(Extracted material)
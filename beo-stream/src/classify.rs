//! Notification classifier - maps a Notification to a topic and payload
//!
//! Most kinds map one-to-one onto a topic. Buttons and remote keys are keyed
//! by an id from the payload and carry a translated [`KeyEvent`]. The generic
//! tagged kind is demultiplexed on its sub-type, and several sub-types
//! collapse onto one payload-less topic.

use crate::error::{Result, StreamError};
use crate::key_event::KeyEvent;
use crate::notification::{BeoRemoteButton, ButtonEvent, Notification, NotificationTag};
use crate::topic::{Payload, Topic};

/// A classified notification, ready to publish
#[derive(Debug, Clone, PartialEq)]
pub struct Routed {
    pub topic: Topic,
    pub payload: Payload,
}

impl Routed {
    fn new(topic: Topic, payload: Payload) -> Self {
        Self { topic, payload }
    }

    fn signal(topic: Topic) -> Self {
        Self {
            topic,
            payload: Payload::Empty,
        }
    }
}

/// Tagged sub-types that all mean "Beolink membership changed"
const BEOLINK_TAGS: &[&str] = &["beolinkPeers", "beolinkListeners", "beolinkAvailableListeners"];
const CONFIGURATION_TAG: &str = "configuration";
const REMOTE_MENU_CHANGED_TAG: &str = "remoteMenuChanged";

/// Classify a notification
///
/// Returns `Ok(None)` for tagged sub-types this client does not know about;
/// newer firmware emits those and they are not an error.
pub fn classify(notification: &Notification) -> Result<Option<Routed>> {
    let routed = match notification {
        Notification::PlaybackState(data) => {
            Routed::new(Topic::PlaybackState, Payload::PlaybackState(data.clone()))
        }
        Notification::PlaybackProgress(data) => Routed::new(
            Topic::PlaybackProgress,
            Payload::PlaybackProgress(data.clone()),
        ),
        Notification::PlaybackMetadata(data) => Routed::new(
            Topic::PlaybackMetadata,
            Payload::PlaybackMetadata(data.clone()),
        ),
        Notification::PlaybackSource(data) => {
            Routed::new(Topic::PlaybackSource, Payload::PlaybackSource(data.clone()))
        }
        Notification::SourceChange(data) => {
            required("source_change", "id", data.id.as_deref())?;
            Routed::new(Topic::SourceChange, Payload::SourceChange(data.clone()))
        }
        Notification::Volume(data) => Routed::new(Topic::Volume, Payload::Volume(data.clone())),
        Notification::SoftwareUpdate(data) => {
            Routed::new(Topic::SoftwareUpdate, Payload::SoftwareUpdate(data.clone()))
        }
        Notification::ActiveListeningMode(data) => Routed::new(
            Topic::ActiveListeningMode,
            Payload::ActiveListeningMode(data.clone()),
        ),
        Notification::PlaybackError(data) => {
            Routed::new(Topic::PlaybackError, Payload::PlaybackError(data.clone()))
        }
        Notification::Button(data) => classify_button(data)?,
        Notification::RemoteKey(data) => classify_remote_key(data)?,
        Notification::Tagged(tag) => return classify_tag(tag),
    };

    Ok(Some(routed))
}

fn classify_button(event: &ButtonEvent) -> Result<Routed> {
    const KIND: &str = "button";

    let button = required(KIND, "button", event.button.as_deref())?;
    let state = required(KIND, "state", event.state.as_deref())?;

    let key_event =
        KeyEvent::from_button_state(state).ok_or_else(|| StreamError::UnknownKeyState {
            kind: KIND,
            state: state.to_string(),
        })?;

    Ok(Routed::new(Topic::button(button), Payload::Key(key_event)))
}

fn classify_remote_key(event: &BeoRemoteButton) -> Result<Routed> {
    const KIND: &str = "beo_remote_button";

    let key = required(KIND, "key", event.key.as_deref())?;
    let event_type = required(KIND, "type", event.event_type.as_deref())?;

    let path = match event.submenu.as_deref().filter(|s| !s.is_empty()) {
        Some(submenu) => format!("{}/{}", submenu, key),
        None => key.to_string(),
    };

    let key_event =
        KeyEvent::from_remote_key_type(event_type).ok_or_else(|| StreamError::UnknownKeyState {
            kind: KIND,
            state: event_type.to_string(),
        })?;

    Ok(Routed::new(Topic::RemoteKey(path), Payload::Key(key_event)))
}

fn classify_tag(tag: &NotificationTag) -> Result<Option<Routed>> {
    let value = required("notification", "value", tag.value.as_deref())?;

    let topic = if BEOLINK_TAGS.contains(&value) {
        Topic::Beolink
    } else if value == CONFIGURATION_TAG {
        Topic::Configuration
    } else if value == REMOTE_MENU_CHANGED_TAG {
        Topic::RemoteMenuChanged
    } else {
        return Ok(None);
    };

    Ok(Some(Routed::signal(topic)))
}

fn required<'a>(kind: &'static str, field: &str, value: Option<&'a str>) -> Result<&'a str> {
    match value {
        Some(v) if !v.is_empty() => Ok(v),
        _ => Err(StreamError::missing(kind, field)),
    }
}
//! Beo device state
//!
//! Reconciles the notification stream of one Bang & Olufsen device into a
//! single, internally consistent [`DeviceState`].
//!
//! # Usage
//!
//! ```rust
//! use std::sync::Arc;
//! use beo_state::{KnownSources, StateReconciler};
//! use beo_stream::{DeviceId, Notification, NotificationRouter, RenderingState};
//!
//! let device_id = DeviceId::new("30020041");
//! let router = NotificationRouter::new(device_id.clone());
//! let reconciler = Arc::new(StateReconciler::new(device_id, KnownSources::default(), 16));
//! let _subscriptions = reconciler.attach(&router);
//!
//! router.route(&Notification::PlaybackState(RenderingState::new("started")));
//! assert!(reconciler.snapshot().playback_state.is_playing());
//! ```

pub mod device_state;
pub mod error;
pub mod logging;
pub mod model;
pub mod reconciler;

// ============================================================================
// Re-exports
// ============================================================================

pub use device_state::{DeviceState, MediaType};
pub use error::{Result, StateError};
pub use logging::{init_logging, init_logging_from_env, LoggingError, LoggingMode};
pub use model::{
    KnownSource, KnownSources, ListeningMode, Metadata, PlaybackState, Progress, SourceRef, Volume,
};
pub use reconciler::{StateReconciler, DEFAULT_ERROR_CAPACITY, RECONCILED_TOPICS};
//! Topic-based notification routing.
//!
//! The [`NotificationRouter`] receives every decoded notification from the
//! link, hands it unfiltered to the diagnostic sink, classifies it and
//! delivers the resulting payload synchronously to every subscriber of the
//! topic.
//!
//! The subscriber table is copy-on-write: `publish` takes a snapshot of the
//! topic's subscriber list under a short read lock and delivers with no lock
//! held. Subscribing or unsubscribing while a delivery is in flight (even
//! from inside a handler) is therefore safe; the change applies to the next
//! publish.

use std::collections::HashMap;
use std::panic::{self, AssertUnwindSafe};
use std::sync::atomic::{AtomicU64, Ordering};
use std::sync::{Arc, Weak};

use parking_lot::RwLock;

use crate::classify::{classify, Routed};
use crate::device_id::DeviceId;
use crate::diagnostic::{DiagnosticSink, NoopSink};
use crate::notification::Notification;
use crate::topic::{Payload, Topic};

/// Subscriber callback
pub type Handler = Arc<dyn Fn(&Payload) + Send + Sync>;

#[derive(Clone)]
struct Entry {
    id: u64,
    handler: Handler,
}

type SubscriberTable = HashMap<Topic, Arc<[Entry]>>;

struct RouterInner {
    device_id: DeviceId,
    subscribers: RwLock<SubscriberTable>,
    next_id: AtomicU64,
    sink: Arc<dyn DiagnosticSink>,
}

/// Routes notifications to topic subscribers
///
/// Cloning is cheap; clones share the same subscriber table.
///
/// # Example
///
/// ```
/// use std::sync::atomic::{AtomicUsize, Ordering};
/// use std::sync::Arc;
/// use beo_stream::{DeviceId, Notification, NotificationRouter, NotificationTag, Topic};
///
/// let router = NotificationRouter::new(DeviceId::new("30020041"));
/// let count = Arc::new(AtomicUsize::new(0));
///
/// let seen = Arc::clone(&count);
/// let _sub = router.subscribe(Topic::Beolink, move |payload| {
///     assert!(payload.is_empty());
///     seen.fetch_add(1, Ordering::SeqCst);
/// });
///
/// router.route(&Notification::Tagged(NotificationTag::new("beolinkPeers")));
/// assert_eq!(count.load(Ordering::SeqCst), 1);
/// ```
#[derive(Clone)]
pub struct NotificationRouter {
    inner: Arc<RouterInner>,
}

impl NotificationRouter {
    /// Create a router with no diagnostic sink
    pub fn new(device_id: DeviceId) -> Self {
        Self::with_diagnostics(device_id, Arc::new(NoopSink))
    }

    /// Create a router that forwards every raw notification to `sink`
    pub fn with_diagnostics(device_id: DeviceId, sink: Arc<dyn DiagnosticSink>) -> Self {
        Self {
            inner: Arc::new(RouterInner {
                device_id,
                subscribers: RwLock::new(HashMap::new()),
                next_id: AtomicU64::new(1),
                sink,
            }),
        }
    }

    /// Device this router belongs to
    pub fn device_id(&self) -> &DeviceId {
        &self.inner.device_id
    }

    /// Register a handler for a topic
    ///
    /// The handler runs on the link's dispatch sequence. It must not block;
    /// hand slow work to a separate task.
    pub fn subscribe<F>(&self, topic: Topic, handler: F) -> Subscription
    where
        F: Fn(&Payload) + Send + Sync + 'static,
    {
        let id = self.inner.next_id.fetch_add(1, Ordering::Relaxed);
        let entry = Entry {
            id,
            handler: Arc::new(handler),
        };

        {
            let mut table = self.inner.subscribers.write();
            let updated: Arc<[Entry]> = match table.get(&topic) {
                Some(existing) => existing
                    .iter()
                    .cloned()
                    .chain(std::iter::once(entry))
                    .collect(),
                None => Arc::from(vec![entry]),
            };
            table.insert(topic.clone(), updated);
        }

        tracing::debug!(
            device_id = %self.inner.device_id,
            topic = %topic,
            subscription = id,
            "Subscribed"
        );

        Subscription {
            router: Arc::downgrade(&self.inner),
            topic,
            id,
        }
    }

    /// Deliver a payload to every current subscriber of `topic`
    ///
    /// Returns the number of subscribers that handled the payload without
    /// panicking. A panicking subscriber is logged and skipped.
    pub fn publish(&self, topic: &Topic, payload: &Payload) -> usize {
        let snapshot = self.inner.subscribers.read().get(topic).cloned();

        let Some(entries) = snapshot else {
            tracing::trace!(topic = %topic, "No subscribers");
            return 0;
        };

        let mut delivered = 0;
        for entry in entries.iter() {
            let handler = &entry.handler;
            match panic::catch_unwind(AssertUnwindSafe(|| handler(payload))) {
                Ok(()) => delivered += 1,
                Err(_) => {
                    tracing::error!(
                        device_id = %self.inner.device_id,
                        topic = %topic,
                        subscription = entry.id,
                        "Subscriber panicked while handling notification"
                    );
                }
            }
        }

        delivered
    }

    /// Entry point for the link: record, classify and publish a notification
    ///
    /// Returns the topic the notification was published on, or `None` when it
    /// was dropped (unknown sub-type or malformed payload).
    pub fn route(&self, notification: &Notification) -> Option<Topic> {
        self.record_diagnostic(notification);

        match classify(notification) {
            Ok(Some(Routed { topic, payload })) => {
                let delivered = self.publish(&topic, &payload);
                tracing::debug!(
                    device_id = %self.inner.device_id,
                    kind = notification.kind(),
                    topic = %topic,
                    delivered,
                    "Routed notification"
                );
                Some(topic)
            }
            Ok(None) => {
                tracing::debug!(
                    device_id = %self.inner.device_id,
                    kind = notification.kind(),
                    "Dropping notification with unknown sub-type"
                );
                None
            }
            Err(e) => {
                tracing::warn!(
                    device_id = %self.inner.device_id,
                    "Dropping notification: {}",
                    e
                );
                None
            }
        }
    }

    /// Number of subscribers currently registered for a topic
    pub fn subscriber_count(&self, topic: &Topic) -> usize {
        self.inner
            .subscribers
            .read()
            .get(topic)
            .map(|entries| entries.len())
            .unwrap_or(0)
    }

    fn record_diagnostic(&self, notification: &Notification) {
        let sink = &self.inner.sink;
        let device_id = &self.inner.device_id;
        if panic::catch_unwind(AssertUnwindSafe(|| sink.record(device_id, notification))).is_err() {
            tracing::error!(
                device_id = %device_id,
                kind = notification.kind(),
                "Diagnostic sink panicked"
            );
        }
    }
}

impl RouterInner {
    fn remove(&self, topic: &Topic, id: u64) -> bool {
        let mut table = self.subscribers.write();

        let Some(existing) = table.get(topic) else {
            return false;
        };

        if !existing.iter().any(|entry| entry.id == id) {
            return false;
        }

        let remaining: Vec<Entry> = existing
            .iter()
            .filter(|entry| entry.id != id)
            .cloned()
            .collect();

        if remaining.is_empty() {
            table.remove(topic);
        } else {
            table.insert(topic.clone(), Arc::from(remaining));
        }

        true
    }
}

/// Handle to a registered subscriber
///
/// Dropping the handle leaves the subscription in place; call
/// [`unsubscribe`](Subscription::unsubscribe) to remove it.
pub struct Subscription {
    router: Weak<RouterInner>,
    topic: Topic,
    id: u64,
}

impl Subscription {
    /// Topic this subscription listens on
    pub fn topic(&self) -> &Topic {
        &self.topic
    }

    /// Remove the handler from the router
    ///
    /// Returns `false` if the router is gone or the handler was already removed.
    pub fn unsubscribe(self) -> bool {
        let Some(router) = self.router.upgrade() else {
            return false;
        };

        let removed = router.remove(&self.topic, self.id);
        if removed {
            tracing::debug!(topic = %self.topic, subscription = self.id, "Unsubscribed");
        }
        removed
    }
}

impl std::fmt::Debug for Subscription {
    fn fmt(&self, f: &mut std::fmt::Formatter<'_>) -> std::fmt::Result {
        f.debug_struct("Subscription")
            .field("topic", &self.topic)
            .field("id", &self.id)
            .finish()
    }
}

#[cfg(test)]
mod tests {
    use super::*;
    use crate::key_event::KeyEvent;
    use crate::notification::{ButtonEvent, VolumeState};
    use std::sync::Mutex;

    fn router() -> NotificationRouter {
        NotificationRouter::new(DeviceId::new("30020041"))
    }

    fn recorder() -> (Arc<Mutex<Vec<Payload>>>, impl Fn(&Payload) + Send + Sync + 'static) {
        let seen = Arc::new(Mutex::new(Vec::new()));
        let sink = Arc::clone(&seen);
        (seen, move |p: &Payload| sink.lock().unwrap().push(p.clone()))
    }

    #[test]
    fn test_publish_reaches_subscriber() {
        let router = router();
        let (seen, handler) = recorder();
        let _sub = router.subscribe(Topic::Volume, handler);

        let payload = Payload::Volume(VolumeState::new(Some(10), None));
        assert_eq!(router.publish(&Topic::Volume, &payload), 1);
        assert_eq!(*seen.lock().unwrap(), vec![payload]);
    }

    #[test]
    fn test_publish_without_subscribers() {
        let router = router();
        assert_eq!(router.publish(&Topic::Volume, &Payload::Empty), 0);
    }

    #[test]
    fn test_unsubscribe_stops_delivery() {
        let router = router();
        let (seen, handler) = recorder();
        let sub = router.subscribe(Topic::Volume, handler);

        assert!(sub.unsubscribe());
        assert_eq!(router.subscriber_count(&Topic::Volume), 0);

        router.publish(&Topic::Volume, &Payload::Empty);
        assert!(seen.lock().unwrap().is_empty());
    }

    #[test]
    fn test_unsubscribe_after_router_dropped() {
        let router = router();
        let sub = router.subscribe(Topic::Volume, |_| {});
        drop(router);
        assert!(!sub.unsubscribe());
    }

    #[test]
    fn test_panicking_subscriber_is_isolated() {
        let router = router();
        let (seen, handler) = recorder();
        let _bad = router.subscribe(Topic::Volume, |_| panic!("boom"));
        let _good = router.subscribe(Topic::Volume, handler);

        let delivered = router.publish(&Topic::Volume, &Payload::Empty);

        assert_eq!(delivered, 1);
        assert_eq!(seen.lock().unwrap().len(), 1);
    }

    #[test]
    fn test_subscribe_from_inside_handler() {
        let router = router();
        let inner_router = router.clone();
        let _sub = router.subscribe(Topic::Configuration, move |_| {
            // Takes the write lock while a publish is in flight
            let _nested = inner_router.subscribe(Topic::Beolink, |_| {});
        });

        router.publish(&Topic::Configuration, &Payload::Empty);
        assert_eq!(router.subscriber_count(&Topic::Beolink), 1);
    }

    #[test]
    fn test_route_button_to_keyed_topic() {
        let router = router();
        let (preset1, handler1) = recorder();
        let (preset2, handler2) = recorder();
        let _s1 = router.subscribe(Topic::button("Preset1"), handler1);
        let _s2 = router.subscribe(Topic::button("Preset2"), handler2);

        let topic = router.route(&Notification::Button(ButtonEvent::new(
            "Preset1",
            "shortPress (Release)",
        )));

        assert_eq!(topic, Some(Topic::button("Preset1")));
        assert_eq!(
            *preset1.lock().unwrap(),
            vec![Payload::Key(KeyEvent::ShortPress)]
        );
        assert!(preset2.lock().unwrap().is_empty());
    }

    #[test]
    fn test_route_malformed_returns_none() {
        let router = router();
        let topic = router.route(&Notification::Button(ButtonEvent::default()));
        assert_eq!(topic, None);
    }
}
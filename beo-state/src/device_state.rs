//! Reconciled device state and the derived read accessors
//!
//! `DeviceState` holds what the device last reported, merged. Values that the
//! device reports unreliably (the active source, the Beolink leader, the
//! media position) are derived on read from the merged fields.

use beo_stream::{Art, BeolinkLeader};

use crate::model::{
    KnownSources, ListeningMode, Metadata, PlaybackState, Progress, SourceRef, Volume,
};

/// Kind of media the device is rendering
#[derive(Debug, Clone, Copy, PartialEq, Eq)]
pub enum MediaType {
    Music,
    /// Arbitrary URI handed to the device's streamer
    Url,
}

/// Internally consistent view of one device
#[derive(Debug, Clone, PartialEq, Default)]
pub struct DeviceState {
    pub playback_state: PlaybackState,
    /// Last source-change report
    pub source: Option<SourceRef>,
    pub metadata: Option<Metadata>,
    /// Best artwork of `metadata`
    pub artwork: Option<Art>,
    pub progress: Progress,
    pub volume: Volume,
    pub listening_mode: Option<ListeningMode>,
}

impl DeviceState {
    fn title(&self) -> Option<&str> {
        self.metadata.as_ref().and_then(Metadata::title)
    }

    /// Source to display
    ///
    /// Several inputs report a stale or wrong source. Checked in order, first
    /// match wins:
    ///
    /// 1. the title is the line-in name: line-in
    /// 2. the title is the Bluetooth name: Bluetooth
    /// 3. a local input is reported but the metadata has a title of its own:
    ///    the casting source
    /// 4. the casting source is reported with an empty art list: Bluetooth
    /// 5. otherwise the reported source
    ///
    /// Rule 3 needs a non-empty title; a metadata object with no title does
    /// not count as evidence of casting.
    pub fn display_source(&self, known: &KnownSources) -> Option<SourceRef> {
        let title = self.title();

        if title == Some(known.line_in.name.as_str()) {
            return Some(known.line_in.to_source_ref());
        }
        if title == Some(known.bluetooth.name.as_str()) {
            return Some(known.bluetooth.to_source_ref());
        }

        let source = self.source.as_ref()?;

        if known.is_local_input(source) && title.is_some() {
            return Some(known.cast.to_source_ref());
        }

        let empty_art = self
            .metadata
            .as_ref()
            .map(Metadata::has_empty_art)
            .unwrap_or(false);
        if known.cast.matches(source) && empty_art {
            return Some(known.bluetooth.to_source_ref());
        }

        Some(source.clone())
    }

    /// Beolink leader this device is listening to
    ///
    /// Line-in and the URI streamer keep a stale leader in their metadata, so
    /// it is ignored for those sources.
    pub fn remote_leader(&self, known: &KnownSources) -> Option<&BeolinkLeader> {
        if let Some(source) = &self.source {
            if known.line_in.matches(source) || known.uri_streamer.matches(source) {
                return None;
            }
        }
        self.metadata.as_ref()?.remote_leader.as_ref()
    }

    /// Elapsed seconds, unavailable while listening to a Beolink leader
    pub fn media_position(&self, known: &KnownSources) -> Option<u64> {
        if self.remote_leader(known).is_some() {
            return None;
        }
        Some(self.progress.elapsed_secs())
    }

    pub fn media_type(&self, known: &KnownSources) -> MediaType {
        match &self.source {
            Some(source) if known.uri_streamer.matches(source) => MediaType::Url,
            _ => MediaType::Music,
        }
    }

    pub fn is_seekable(&self) -> bool {
        self.source
            .as_ref()
            .map(|source| source.is_seekable)
            .unwrap_or(false)
    }

    /// Volume in 0.0-1.0
    pub fn volume_level(&self) -> Option<f32> {
        self.volume.fraction()
    }

    pub fn is_muted(&self) -> Option<bool> {
        self.volume.muted
    }
}
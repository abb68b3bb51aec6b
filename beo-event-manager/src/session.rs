//! Per-device session wiring
//!
//! A [`DeviceSession`] owns the router, connection supervisor and state
//! reconciler of one device and connects them:
//!
//! ```text
//! link ──► LinkWorker ──┬─► ConnectionSupervisor ──► Topic::ConnectionStatus
//!                       └─► NotificationRouter ──┬─► StateReconciler
//!                                                ├─► SourceListWatcher (optional)
//!                                                ├─► SoftwareUpdateWatcher (optional)
//!                                                └─► application subscribers
//! ```

use std::sync::Arc;

use futures::Stream;
use tokio::sync::broadcast;

use beo_state::{DeviceState, SourceRef, StateError, StateReconciler};
use beo_stream::{
    BroadcastSink, DiagnosticEvent, DiagnosticSink, NoopSink, NotificationRouter, Payload,
    Subscription, Topic, TracingSink,
};

use crate::config::{DiagnosticMode, SessionConfig};
use crate::error::Result;
use crate::software_update::{DeviceRegistry, SoftwareUpdateWatcher, SoftwareVersionSource};
use crate::sources::{SourceApi, SourceListWatcher};
use crate::supervisor::ConnectionSupervisor;
use crate::worker::{LinkEvent, LinkWorker};

/// Router, supervisor and reconciler for one device
pub struct DeviceSession {
    config: SessionConfig,
    router: NotificationRouter,
    supervisor: Arc<ConnectionSupervisor>,
    reconciler: Arc<StateReconciler>,
    diagnostics: Option<BroadcastSink>,
    reconciler_subscriptions: Vec<Subscription>,
}

impl DeviceSession {
    /// Validate the configuration and wire a new session
    pub fn new(config: SessionConfig) -> Result<Self> {
        config.validate()?;

        let diagnostics = match config.diagnostics {
            DiagnosticMode::Broadcast => Some(BroadcastSink::new(config.diagnostic_buffer_size)),
            DiagnosticMode::Disabled | DiagnosticMode::Tracing => None,
        };
        let sink: Arc<dyn DiagnosticSink> = match (&diagnostics, config.diagnostics) {
            (Some(broadcast), _) => Arc::new(broadcast.clone()),
            (None, DiagnosticMode::Tracing) => Arc::new(TracingSink),
            (None, _) => Arc::new(NoopSink),
        };

        let router = NotificationRouter::with_diagnostics(config.device_id.clone(), sink);
        let supervisor = Arc::new(ConnectionSupervisor::new(router.clone()));
        let reconciler = Arc::new(StateReconciler::new(
            config.device_id.clone(),
            config.known_sources.clone(),
            config.error_buffer_size,
        ));
        let reconciler_subscriptions = reconciler.attach(&router);

        tracing::debug!(device_id = %config.device_id, "Device session created");

        Ok(Self {
            config,
            router,
            supervisor,
            reconciler,
            diagnostics,
            reconciler_subscriptions,
        })
    }

    pub fn config(&self) -> &SessionConfig {
        &self.config
    }

    pub fn router(&self) -> &NotificationRouter {
        &self.router
    }

    pub fn supervisor(&self) -> &Arc<ConnectionSupervisor> {
        &self.supervisor
    }

    pub fn reconciler(&self) -> &Arc<StateReconciler> {
        &self.reconciler
    }

    /// Subscribe to a topic on this device
    pub fn subscribe<F>(&self, topic: Topic, handler: F) -> Subscription
    where
        F: Fn(&Payload) + Send + Sync + 'static,
    {
        self.router.subscribe(topic, handler)
    }

    pub fn is_connected(&self) -> bool {
        self.supervisor.is_connected()
    }

    pub fn snapshot(&self) -> DeviceState {
        self.reconciler.snapshot()
    }

    pub fn displayed_source(&self) -> Option<SourceRef> {
        self.reconciler.displayed_source()
    }

    pub fn errors(&self) -> broadcast::Receiver<StateError> {
        self.reconciler.errors()
    }

    /// Raw notification feed; `None` unless diagnostics are broadcast
    pub fn diagnostics(&self) -> Option<broadcast::Receiver<DiagnosticEvent>> {
        self.diagnostics.as_ref().map(BroadcastSink::subscribe)
    }

    /// Start draining a link stream into this session
    pub fn spawn_link<S>(&self, link: S) -> LinkWorker
    where
        S: Stream<Item = LinkEvent> + Send + 'static,
    {
        LinkWorker::spawn(link, Arc::clone(&self.supervisor), self.router.clone())
    }

    /// Keep the source list current using `api`
    pub fn watch_sources(&self, api: Arc<dyn SourceApi>) -> SourceListWatcher {
        SourceListWatcher::spawn(&self.router, api, self.config.source_list.clone())
    }

    /// Forward software version changes to `registry`
    pub fn watch_software_updates(
        &self,
        source: Arc<dyn SoftwareVersionSource>,
        registry: Arc<dyn DeviceRegistry>,
        recorded_version: Option<String>,
    ) -> SoftwareUpdateWatcher {
        SoftwareUpdateWatcher::spawn(&self.router, source, registry, recorded_version)
    }

    /// Stop merging notifications into the state
    ///
    /// The last state stays readable.
    pub fn detach_state(&mut self) {
        for subscription in self.reconciler_subscriptions.drain(..) {
            subscription.unsubscribe();
        }
    }
}

impl std::fmt::Debug for DeviceSession {
    fn fmt(&self, f: &mut std::fmt::Formatter<'_>) -> std::fmt::Result {
        f.debug_struct("DeviceSession")
            .field("device_id", &self.config.device_id)
            .field("connected", &self.is_connected())
            .finish()
    }
}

(Problem to work on)
Above this instruction are the records; retype exactly the lines from the one containing "let device_id = &self.inner.device_id;" up to and including the one containing "let Some(router) = self.router.upgrade()".

(Result of the task)
        let device_id = &self.inner.device_id;
        if panic::catch_unwind(AssertUnwindSafe(|| sink.record(device_id, notification))).is_err() {
            tracing::error!(
                device_id = %device_id,
                kind = notification.kind(),
                "Diagnostic sink panicked"
            );
        }
    }
}

impl RouterInner {
    fn remove(&self, topic: &Topic, id: u64) -> bool {
        let mut table = self.subscribers.write();

        let Some(existing) = table.get(topic) else {
            return false;
        };

        if !existing.iter().any(|entry| entry.id == id) {
            return false;
        }

        let remaining: Vec<Entry> = existing
            .iter()
            .filter(|entry| entry.id != id)
            .cloned()
            .collect();

        if remaining.is_empty() {
            table.remove(topic);
        } else {
            table.insert(topic.clone(), Arc::from(remaining));
        }

        true
    }
}

/// Handle to a registered subscriber
///
/// Dropping the handle leaves the subscription in place; call
/// [`unsubscribe`](Subscription::unsubscribe) to remove it.
pub struct Subscription {
    router: Weak<RouterInner>,
    topic: Topic,
    id: u64,
}

impl Subscription {
    /// Topic this subscription listens on
    pub fn topic(&self) -> &Topic {
        &self.topic
    }

    /// Remove the handler from the router
    ///
    /// Returns `false` if the router is gone or the handler was already removed.
    pub fn unsubscribe(self) -> bool {
        let Some(router) = self.router.upgrade() else {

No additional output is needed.